11-08-2010 12:54 PM
Have a large array of Int32 (~500,000 elements).
Each Int32 needs to be parsed into two Int16 arrays: Array 1 is the first 12 bits of the Int32, Array 2 is the second 12 bits of the Int32.
The method I am using (see attached) works just fine but it is taking a lot of time to run (on a relatively slow, embedded CPU).
Does anyone have an idea how to make this run faster?
Solved! Go to Solution.
11-08-2010 01:42 PM
The best format in which to post an image is PNG (JPEG and GIF are ok, too). Please do not embed an image in an RTF or Word document.

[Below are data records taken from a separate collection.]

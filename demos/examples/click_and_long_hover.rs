// Copyright 2025 the Waymark Authors
// SPDX-License-Identifier: Apache-2.0 OR MIT

//! Long-hover debouncing driven by a manual clock.
//!
//! A long-hover fires once the pointer rests on a feature for the configured delay,
//! longer right after the camera moved, and never on the feature that is currently
//! clicked.
//!
//! Run:
//! - `cargo run -p waymark_demos --example click_and_long_hover`

use std::time::Duration;

use kurbo::{Point, Rect};
use tracing_subscriber::EnvFilter;
use waymark_canvas::HeadlessMap;
use waymark_events::time::ManualClock;
use waymark_events::{
    Dispatcher, DispatcherConfig, EventType, Feature, InteractiveGroup, LngLat, MapEvent,
    PointerInput,
};

fn pointer(x: f64) -> MapEvent {
    MapEvent::MouseMove(PointerInput::new(Point::new(x, 5.0), LngLat::default()))
}

fn wait(
    dispatcher: &mut Dispatcher<HeadlessMap, ManualClock>,
    clock: &ManualClock,
    label: &str,
    ms: u64,
) {
    let deadline = dispatcher.next_deadline();
    clock.advance(Duration::from_millis(ms));
    let fired = dispatcher.poll();
    println!("{label}: deadline={deadline:?} fired={fired}");
}

fn main() {
    tracing_subscriber::fmt()
        .with_env_filter(EnvFilter::from_default_env())
        .init();

    let mut map = HeadlessMap::new(10.0);
    map.add_layer("stops", "transit");
    for (id, x) in [(1, 0.0), (2, 50.0)] {
        map.place(
            "stops",
            Rect::new(x, 0.0, x + 10.0, 10.0),
            Feature::new("transit", "stops", LngLat::default()).with_id(id),
        );
    }

    let clock = ManualClock::new();
    let mut dispatcher =
        Dispatcher::with_clock(map, clock.clone(), DispatcherConfig::default());
    let stops = dispatcher.events(InteractiveGroup::vector_tile("transit", ["stops"]));
    for event_type in [EventType::Click, EventType::LongHover] {
        stops.on(event_type, |e| {
            println!(
                "{} on {:?}",
                e.event_type,
                e.feature.and_then(Feature::declared_id)
            );
            Ok(())
        });
    }

    dispatcher.handle(&MapEvent::MoveStart);
    dispatcher.handle(&pointer(5.0));
    wait(&mut dispatcher, &clock, "after pan, 500ms", 500);
    wait(&mut dispatcher, &clock, "after pan, 800ms", 300);

    dispatcher.handle(&MapEvent::Click(PointerInput::new(
        Point::new(55.0, 5.0),
        LngLat::default(),
    )));
    dispatcher.handle(&pointer(55.0));
    wait(&mut dispatcher, &clock, "resting on the clicked stop", 300);

    dispatcher.handle(&pointer(5.0));
    wait(&mut dispatcher, &clock, "resting on the other stop", 300);
}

Here's one quick approach, haven't tested the timing but I suspect it's faster. There's probably room to optimize further.
11-08-2010 01:44 PM
Using boolean operations on numbers appears to be quite a bit faster: 42 ms vs 280 ms for 1000000 point arrays. See the image below.

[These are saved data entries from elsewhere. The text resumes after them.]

#[cfg(test)]
mod tests {
    use super::*;
    use crate::types::LngLat;
    use alloc::string::String;
    use kurbo::Rect;

    #[derive(Default)]
    struct Recorder {
        writes: Vec<(FeatureKey, EventStates)>,
    }

    impl MapSurface for Recorder {
        fn query_rendered_features(&self, _: Rect, _: &[String]) -> Vec<Feature> {
            Vec::new()
        }
        fn zoom(&self) -> f64 {
            10.0
        }
        fn is_moving(&self) -> bool {
            false
        }
        fn cursor(&self) -> String {
            String::new()
        }
        fn set_cursor(&mut self, _: &str) {}
        fn set_event_state(&mut self, key: &FeatureKey, states: EventStates) {
            self.writes.push((key.clone(), states));
        }
    }

    fn places() -> InteractiveGroup {
        InteractiveGroup::application_managed("places", ["places-pins"])
    }

    fn tiles() -> InteractiveGroup {
        InteractiveGroup::vector_tile("poi", ["poi-icons"])
    }

    fn place(id: i64) -> Feature {
        Feature::new("places", "places-pins", LngLat::new(0.0, 0.0)).with_property("id", id)
    }

    #[test]
    fn toggles_between_application_features() {
        let (a, b) = (place(1), place(2));
        let g = places();
        let change = update_event_state(EventType::Hover, Some(&b), Some(&a), Some(&g), Some(&g));
        assert_eq!(change.cleared, Some(FeatureKey::new("places", 1)));
        assert_eq!(change.marked, Some(FeatureKey::new("places", 2)));
        assert_eq!(change.feature.as_ref().unwrap().event_state(), None);

        let labelled = EventStateTracker::new().apply(&change, &mut Recorder::default());
        assert_eq!(labelled.unwrap().event_state(), Some("hover"));
    }

    #[test]
    fn keys_follow_the_owning_group() {
        let by_layer = Feature::new("places-v2", "places-pins", LngLat::new(0.0, 0.0)).with_id(4);
        let g = places();
        let change = update_event_state(EventType::Click, Some(&by_layer), None, Some(&g), None);
        assert_eq!(change.marked, Some(FeatureKey::new("places", 4)));

        let unclick = update_event_state(EventType::Click, None, Some(&by_layer), None, Some(&g));
        assert_eq!(unclick.cleared, Some(FeatureKey::new("places", 4)));
    }

    #[test]
    fn vector_tiles_pass_through() {
        let f = Feature::new("poi", "poi-icons", LngLat::new(0.0, 0.0)).with_id(9);
        let g = tiles();
        let change = update_event_state(EventType::Click, Some(&f), None, Some(&g), None);
        assert!(change.is_noop());
        assert_eq!(change.feature.as_ref(), Some(&f));
    }

    #[test]
    fn reselecting_same_feature_keeps_it_marked() {
        let a = place(1);
        let g = places();
        let change = update_event_state(EventType::Click, Some(&a), Some(&a), Some(&g), Some(&g));
        assert_eq!(change.cleared, None);
        assert_eq!(change.marked, Some(FeatureKey::new("places", 1)));
    }

    #[test]
    fn apply_writes_both_halves() {
        let mut surface = Recorder::default();
        let mut tracker = EventStateTracker::new();
        let g = places();
        let c1 = update_event_state(EventType::Hover, Some(&place(1)), None, Some(&g), None);
        tracker.apply(&c1, &mut surface);
        let c2 = update_event_state(
            EventType::Hover,
            Some(&place(2)),
            Some(&place(1)),
            Some(&g),
            Some(&g),
        );
        tracker.apply(&c2, &mut surface);
        assert_eq!(tracker.states_of(&FeatureKey::new("places", 1)), EventStates::empty());
        assert_eq!(tracker.states_of(&FeatureKey::new("places", 2)), EventStates::HOVER);
        assert_eq!(
            surface.writes,
            [
                (FeatureKey::new("places", 1), EventStates::HOVER),
                (FeatureKey::new("places", 1), EventStates::empty()),
                (FeatureKey::new("places", 2), EventStates::HOVER),
            ]
        );
    }

    #[test]
    fn hover_and_click_coexist() {
        let mut surface = Recorder::default();
        let mut tracker = EventStateTracker::new();
        let g = places();
        let click = update_event_state(EventType::Click, Some(&place(1)), None, Some(&g), None);
        tracker.apply(&click, &mut surface);
        let hover = update_event_state(EventType::Hover, Some(&place(1)), None, Some(&g), None);
        let handed = tracker.apply(&hover, &mut surface);
        let key = FeatureKey::new("places", 1);
        assert_eq!(tracker.states_of(&key), EventStates::HOVER | EventStates::CLICK);
        assert_eq!(handed.unwrap().event_state(), Some("click"));

        let unhover = update_event_state(EventType::Hover, None, Some(&place(1)), None, Some(&g));
        assert!(tracker.apply(&unhover, &mut surface).is_none());
        assert_eq!(tracker.states_of(&key), EventStates::CLICK);
    }

    #[test]
    fn put_is_exclusive_per_source_and_add_is_not() {
        let mut surface = Recorder::default();
        let mut tracker = EventStateTracker::new();
        let put = |id: i64, mode| PutEventState {
            group: places(),
            id: FeatureId::Int(id),
            state: EventStates::HOVER,
            mode,
        };
        tracker.put(&mut surface, &put(1, PutMode::Put)).unwrap();
        tracker.put(&mut surface, &put(2, PutMode::Add)).unwrap();
        assert_eq!(tracker.marked().count(), 2);
        tracker.put(&mut surface, &put(3, PutMode::Put)).unwrap();
        let marked: Vec<_> = tracker.marked().map(|(k, _)| k.id.clone()).collect();
        assert_eq!(marked, [FeatureId::Int(3)]);
    }

    #[test]
    fn imperative_helpers_reject_vector_tiles() {
        let mut surface = Recorder::default();
        let mut tracker = EventStateTracker::new();
        let err = tracker
            .put(
                &mut surface,
                &PutEventState {
                    group: tiles(),
                    id: FeatureId::Int(1),
                    state: EventStates::CLICK,
                    mode: PutMode::Put,
                },
            )
            .unwrap_err();
        assert!(matches!(err, EventsError::NotApplicationManaged(ref s) if s == "poi"));
        assert!(surface.writes.is_empty());
    }

    #[test]
    fn clean_and_clean_many() {
        let mut surface = Recorder::default();
        let mut tracker = EventStateTracker::new();
        for id in 1..=3 {
            tracker
                .put(
                    &mut surface,
                    &PutEventState {
                        group: places(),
                        id: FeatureId::Int(id),
                        state: EventStates::CLICK,
                        mode: PutMode::Add,
                    },
                )
                .unwrap();
        }
        tracker
            .clean(
                &mut surface,
                &CleanEventState {
                    group: places(),
                    id: FeatureId::Int(2),
                    states: EventStates::all(),
                },
            )
            .unwrap();
        assert_eq!(tracker.marked().count(), 2);

        let other = CleanEventStates {
            source_id: Some("elsewhere".into()),
            states: EventStates::all(),
        };
        assert_eq!(tracker.clean_many(&mut surface, &other), 0);
        assert_eq!(tracker.clean_many(&mut surface, &CleanEventStates::default()), 2);
        assert_eq!(tracker.marked().count(), 0);
    }
}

Also, when I duplicated the code in your image I did not get the results you described in your post. Please post images as .png files. They can be embedded rigtht into the post using the insert/edit image button (looks like a tree).
Lynn
11-08-2010 01:45 PM
Glad I refreshed. That was exactly what my snippet looks like. And agreed, I have not benchmarked it. And not sure there is a more optimal way of doing it.
11-08-2010 02:57 PM
Thanks everyone - that works great.
11-08-2010 03:00 PM
The polymorphism of boolean inputs is one of those little things which people often miss when they are learning to use LV. They can take both scalar and array inputs.
Lynn
11-08-2010 07:27 PM - edited 11-08-2010 07:27 PM
Since you have large arrays, the above methods allocate a few extra arrays, possibly slowing you down.

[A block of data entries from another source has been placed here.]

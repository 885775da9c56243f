// Copyright 2025 the Waymark Authors
// SPDX-License-Identifier: Apache-2.0 OR MIT

// After you edit the crate's doc comment, run this command, then check README.md for any missing links
// cargo rdme --workspace-project=waymark_canvas --heading-base-level=0

//! Waymark Canvas: a headless map surface for driving event dispatch without a renderer.
//!
//! [`HeadlessMap`] implements [`MapSurface`](waymark_events::MapSurface) over a stack of
//! layers holding pixel-space rectangles. Hit tests walk the stack from the top, so the
//! first feature returned is the one drawn last, as a real renderer reports it.
//!
//! It also stores the pseudo-state the dispatcher pushes onto features and reports it back
//! in the `eventState` property, and can flatten nested properties into JSON strings the way
//! some engines do, which exercises the dispatcher's property deserialization.
//!
//! ## Example
//!
//! ```
//! use kurbo::{Point, Rect};
//! use waymark_canvas::HeadlessMap;
//! use waymark_events::{Dispatcher, DispatcherConfig, EventType, Feature, InteractiveGroup};
//! use waymark_events::{LngLat, MapEvent, PointerInput};
//!
//! let mut map = HeadlessMap::new(10.0);
//! map.add_layer("poi-icons", "poi");
//! map.place(
//!     "poi-icons",
//!     Rect::new(0.0, 0.0, 10.0, 10.0),
//!     Feature::new("poi", "poi-icons", LngLat::default()).with_id(1),
//! );
//!
//! let mut dispatcher = Dispatcher::new(map, DispatcherConfig::default());
//! dispatcher
//!     .events(InteractiveGroup::vector_tile("poi", ["poi-icons"]))
//!     .on(EventType::Hover, |_| Ok(()));
//! dispatcher.handle(&MapEvent::MouseMove(PointerInput::new(
//!     Point::new(5.0, 5.0),
//!     LngLat::default(),
//! )));
//! assert!(dispatcher.hovered().is_some());
//! assert_eq!(dispatcher.surface().query_count(), 1);
//! ```

mod map;

pub use map::{HeadlessMap, PlacedFeature, QueryRecord, RenderedLayer};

Here's a version that uses fewer array allocations. You might want to benchmark a few versions....
11-09-2010 05:05 AM
Excellent - thanks I'll give it a try!
11-09-2010 10:36 AM
@red Sox Fanatic wrote:
Excellent - thanks I'll give it a try!
Not that you needed more ways to solve this problem, but lots of us on this board are curious about performance and I had a few minutes to throw together a VI to test the timing of a few approaches suggested here, as well as two variations of an additional approach that I like (shown here). The basic conclusion is that they're all pretty close on my machine (LV 2009). Splitting a 1-million element array, averaged over 50 times, the approach with 2 ANDs was 20ms. Using a FOR loop was 21ms. Using a pair of shifts (shown below) was 17ms. A variation of this, with a typecast, was much slower, at 35.5ms.